Mazda Co-Pilot will safely pull your car over if you pass out

·2-min read



Mazda is close to launching a new safety feature that will help drivers that could suddenly become incapacitated. As part of its Co-Pilot suite of driver-assistance systems, the car will be able to warn other road-goers and safely pull over to the shoulder.

Mazda is demonstrating the technology to journalists in Japan in a specially outfitted Mazda 3 called the Co-Pilot Concept, though, as per the Seattle Times, it hasn't been given a proper name as of yet. Essentially, it uses largely available technologies to help usher the car to safety.

Monitoring of the driver comes simply from an interior-mounted camera that faces the driver. Mazda has been working with the Tsukuba University Hospital so software can distinguish whether a driver is alert or slumped over. While the program can identify drivers falling unconscious due to sudden health issues like a stroke or heart attack — a growing concern for aging populations like Japan's — it can also be used for those who are under the influence or fatigued.

Upon detecting an incapacitated driver, the car will warn other drivers by honking and flashing its lights.
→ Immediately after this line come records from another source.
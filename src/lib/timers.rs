//! Timers tied to the reactive owner that creates them. The `gloo-timers`
//! handle lives in a local `StoredValue`; when the owning component is
//! disposed the handle is dropped, which cancels the timer, so callbacks never
//! touch state of an unmounted screen.

use gloo_timers::callback::{Interval, Timeout};
use leptos::prelude::*;

/// Slot for a one-shot timer that can be armed later, e.g. after a request completes.
pub type TimeoutSlot = StoredValue<Option<Timeout>, LocalStorage>;

/// Runs `callback` every `millis` until the current owner is disposed.
pub fn scoped_interval(millis: u32, callback: impl FnMut() + 'static) {
    let interval = Interval::new(millis, callback);
    let _ = StoredValue::new_local(interval);
}

/// Runs `callback` once after `millis` unless the current owner is disposed first.
pub fn scoped_timeout(millis: u32, callback: impl FnOnce() + 'static) {
    let timeout = Timeout::new(millis, callback);
    let _ = StoredValue::new_local(timeout);
}

/// Creates an empty timeout slot owned by the current component.
pub fn timeout_slot() -> TimeoutSlot {
    StoredValue::new_local(None)
}

/// Arms the slot, cancelling any timer it already held.
pub fn arm(slot: TimeoutSlot, millis: u32, callback: impl FnOnce() + 'static) {
    let timeout = Timeout::new(millis, callback);
    slot.update_value(|current| *current = Some(timeout));
}
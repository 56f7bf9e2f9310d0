//! Pending email verification hand-off. Sign-up passes the record to the
//! verification screen through a [`PendingSlot`]; a copy is kept in the tab's
//! `sessionStorage` so a reload of the verification screen does not lose it.
//! The record only holds the email address.

use serde::{Deserialize, Serialize};
use tracing::debug;

/// `sessionStorage` key for the mirrored record.
pub const STORAGE_KEY: &str = "mirrorx.pending_verification";

#[derive(Clone, Debug, PartialEq, Eq, Serialize, Deserialize)]
/// An account that registered but has not confirmed its email yet.
pub struct PendingVerification {
    email: String,
}

impl PendingVerification {
    /// Builds a record for a normalized email; blank input yields `None`.
    #[must_use]
    pub fn new(email: &str) -> Option<Self> {
        let email = normalize_email(email);
        if email.is_empty() {
            None
        } else {
            Some(Self { email })
        }
    }

    #[must_use]
    pub fn email(&self) -> &str {
        &self.email
    }

    /// Serialized form stored in `sessionStorage`.
    #[must_use]
    pub fn to_storage_value(&self) -> String {
        serde_json::json!({ "email": self.email }).to_string()
    }

    /// Parses a stored value; corrupt or blank values are treated as absent.
    #[must_use]
    pub fn from_storage_value(value: &str) -> Option<Self> {
        let stored: Self = serde_json::from_str(value).ok()?;
        Self::new(&stored.email)
    }
}

/// Normalizes emails for stable API requests and comparisons.
#[must_use]
pub fn normalize_email(email: &str) -> String {
    email.trim().to_lowercase()
}

/// Mirror that keeps the record across page loads. Failures are swallowed;
/// the in-memory record stays authoritative.
pub trait PendingStorage {
    fn load(&self) -> Option<PendingVerification>;
    fn save(&self, record: &PendingVerification);
    fn clear(&self);
}

/// Owns the pending verification of one tab.
#[derive(Debug, Default)]
pub struct PendingSlot<S> {
    record: Option<PendingVerification>,
    storage: S,
}

impl<S: PendingStorage> PendingSlot<S> {
    pub fn new(storage: S) -> Self {
        Self {
            record: None,
            storage,
        }
    }

    /// Records the hand-off from sign-up and mirrors it.
    pub fn set(&mut self, record: PendingVerification) {
        self.storage.save(&record);
        self.record = Some(record);
    }

    /// Current record, restored from the mirror after a reload.
    pub fn current(&mut self) -> Option<PendingVerification> {
        if let Some(record) = &self.record {
            return Some(record.clone());
        }
        let restored = self.storage.load()?;
        debug!("restored pending verification from session storage");
        self.record = Some(restored.clone());
        Some(restored)
    }

    /// Removes the record and its mirror.
    pub fn clear(&mut self) {
        self.storage.clear();
        self.record = None;
    }
}

/// Browser `sessionStorage` mirror of the hand-off record.
#[cfg(target_arch = "wasm32")]
#[derive(Clone, Copy, Debug, Default)]
pub struct BrowserSessionStorage;

#[cfg(target_arch = "wasm32")]
impl BrowserSessionStorage {
    fn storage() -> Option<web_sys::Storage> {
        web_sys::window()?.session_storage().ok().flatten()
    }
}

#[cfg(target_arch = "wasm32")]
impl PendingStorage for BrowserSessionStorage {
    fn load(&self) -> Option<PendingVerification> {
        let value = Self::storage()?.get_item(STORAGE_KEY).ok().flatten()?;
        PendingVerification::from_storage_value(&value)
    }

    fn save(&self, record: &PendingVerification) {
        let Some(storage) = Self::storage() else {
            return;
        };
        if storage
            .set_item(STORAGE_KEY, &record.to_storage_value())
            .is_err()
        {
            tracing::warn!("failed to persist pending verification");
        }
    }

    fn clear(&self) {
        if let Some(storage) = Self::storage() {
            let _ = storage.remove_item(STORAGE_KEY);
        }
    }
}

#[cfg(test)]
mod tests {
    use super::*;
    use std::{cell::RefCell, rc::Rc};

    /// Stand-in for `sessionStorage`; clones share the stored value.
    #[derive(Clone, Default)]
    struct MemoryStorage {
        value: Rc<RefCell<Option<String>>>,
    }

    impl PendingStorage for MemoryStorage {
        fn load(&self) -> Option<PendingVerification> {
            PendingVerification::from_storage_value(self.value.borrow().as_deref()?)
        }

        fn save(&self, record: &PendingVerification) {
            *self.value.borrow_mut() = Some(record.to_storage_value());
        }

        fn clear(&self) {
            *self.value.borrow_mut() = None;
        }
    }

    #[test]
    fn slot_mirrors_and_restores_after_reload() {
        let storage = MemoryStorage::default();
        let record = PendingVerification::new("ada@example.com").expect("record");

        let mut before_reload = PendingSlot::new(storage.clone());
        before_reload.set(record.clone());

        let mut after_reload = PendingSlot::new(storage);
        assert_eq!(after_reload.current(), Some(record));
    }

    #[test]
    fn clear_removes_record_and_mirror() {
        let storage = MemoryStorage::default();
        let mut slot = PendingSlot::new(storage.clone());
        slot.set(PendingVerification::new("ada@example.com").expect("record"));

        slot.clear();

        assert_eq!(slot.current(), None);
        assert!(storage.value.borrow().is_none());
    }

    #[test]
    fn new_normalizes_and_rejects_blank() {
        let record = PendingVerification::new("  Ada@Example.COM ").expect("record");
        assert_eq!(record.email(), "ada@example.com");
        assert_eq!(PendingVerification::new("   "), None);
    }

    #[test]
    fn storage_value_survives_reload() {
        let record = PendingVerification::new("ada@example.com").expect("record");
        let stored = record.to_storage_value();
        assert_eq!(
            PendingVerification::from_storage_value(&stored),
            Some(record)
        );
    }

    #[test]
    fn corrupt_storage_value_is_absent() {
        assert_eq!(PendingVerification::from_storage_value("not json"), None);
        assert_eq!(
            PendingVerification::from_storage_value(r#"{"email":"  "}"#),
            None
        );
        assert_eq!(PendingVerification::from_storage_value("{}"), None);
    }
}
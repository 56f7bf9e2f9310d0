//! Fallback page for unknown routes.

use crate::{components::AppShell, routes::paths};
use leptos::prelude::*;
use leptos_router::components::A;

#[component]
pub fn NotFoundPage() -> impl IntoView {
    let go_back = move |_| {
        if let Some(history) = web_sys::window().and_then(|window| window.history().ok()) {
            let _ = history.back();
        }
    };

    view! {
        <AppShell>
            <div class="flex min-h-[50vh] flex-col items-center justify-center px-4 text-center">
                <h1 class="text-7xl font-black text-slate-200 select-none">"404"</h1>
                <p class="mt-2 text-2xl font-bold text-slate-900">"Page not found"</p>
                <p class="mt-4 max-w-sm text-slate-500">
                    "The page you requested does not exist."
                </p>
                <div class="mt-6 flex flex-col items-center gap-4 sm:flex-row">
                    <A
                        href=paths::HOME
                        {..}
                        class="inline-flex items-center rounded-md bg-indigo-600 px-5 py-2.5 text-sm font-medium text-white hover:bg-indigo-700"
                    >
                        "Go Home"
                    </A>
                    <button
                        type="button"
                        on:click=go_back
                        class="inline-flex items-center rounded-md border border-slate-300 px-5 py-2.5 text-sm font-medium text-slate-800 hover:bg-slate-100"
                    >
                        "Go Back"
                    </button>
                </div>
            </div>
        </AppShell>
    }
}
It will then pull over to the side of the road in initiate a call to emergency services. The goal is save lives, similar to that of Apple's new iPhone crash detection feature, which also dials 911 in case an impact is detected at speed.
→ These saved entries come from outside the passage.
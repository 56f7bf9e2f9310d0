//! Seam between the session store and the authentication service. The store
//! only talks to the service through this trait, so tests can swap in a fake
//! and the HTTP client stays out of the state logic.

use crate::{
    app_lib::AppError,
    features::auth::types::{
        SendCodeRequest, SignInRequest, SignUpOutcome, SignUpRequest, User, VerifyCodeRequest,
    },
};

/// Authentication operations provided by the backend.
///
/// Futures are not required to be `Send`: the client runs on the browser's
/// single-threaded event loop.
#[allow(async_fn_in_trait)]
pub trait AuthBackend {
    /// Returns the signed-in user, or `None` when there is no session.
    async fn fetch_session(&self) -> Result<Option<User>, AppError>;

    async fn sign_in(&self, request: &SignInRequest) -> Result<User, AppError>;

    async fn sign_up(&self, request: &SignUpRequest) -> Result<SignUpOutcome, AppError>;

    async fn sign_out(&self) -> Result<(), AppError>;

    async fn verify_code(&self, request: &VerifyCodeRequest) -> Result<(), AppError>;

    async fn send_verification_code(&self, request: &SendCodeRequest) -> Result<(), AppError>;
}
The technology seems to be a natural progression of modern safety features, which can monitor lane position, blind spots and adjust speed based on surrounding traffic. Mazda estimates that the technology will hit production cars next year in Japan. Afterwards, it will roll out to Europe, but the article states Mazda is waiting to see if the U.S. will be accepting of such technology.

According to the Seattle Times, Mazda is also researching ways to detect a health issue before the driver is even aware of it themselves. Swaying heads, unfocused eyes, and anomalies in driving style are all being considered. By 2025, it hopes the system will be able to warn drivers before the ailment strikes.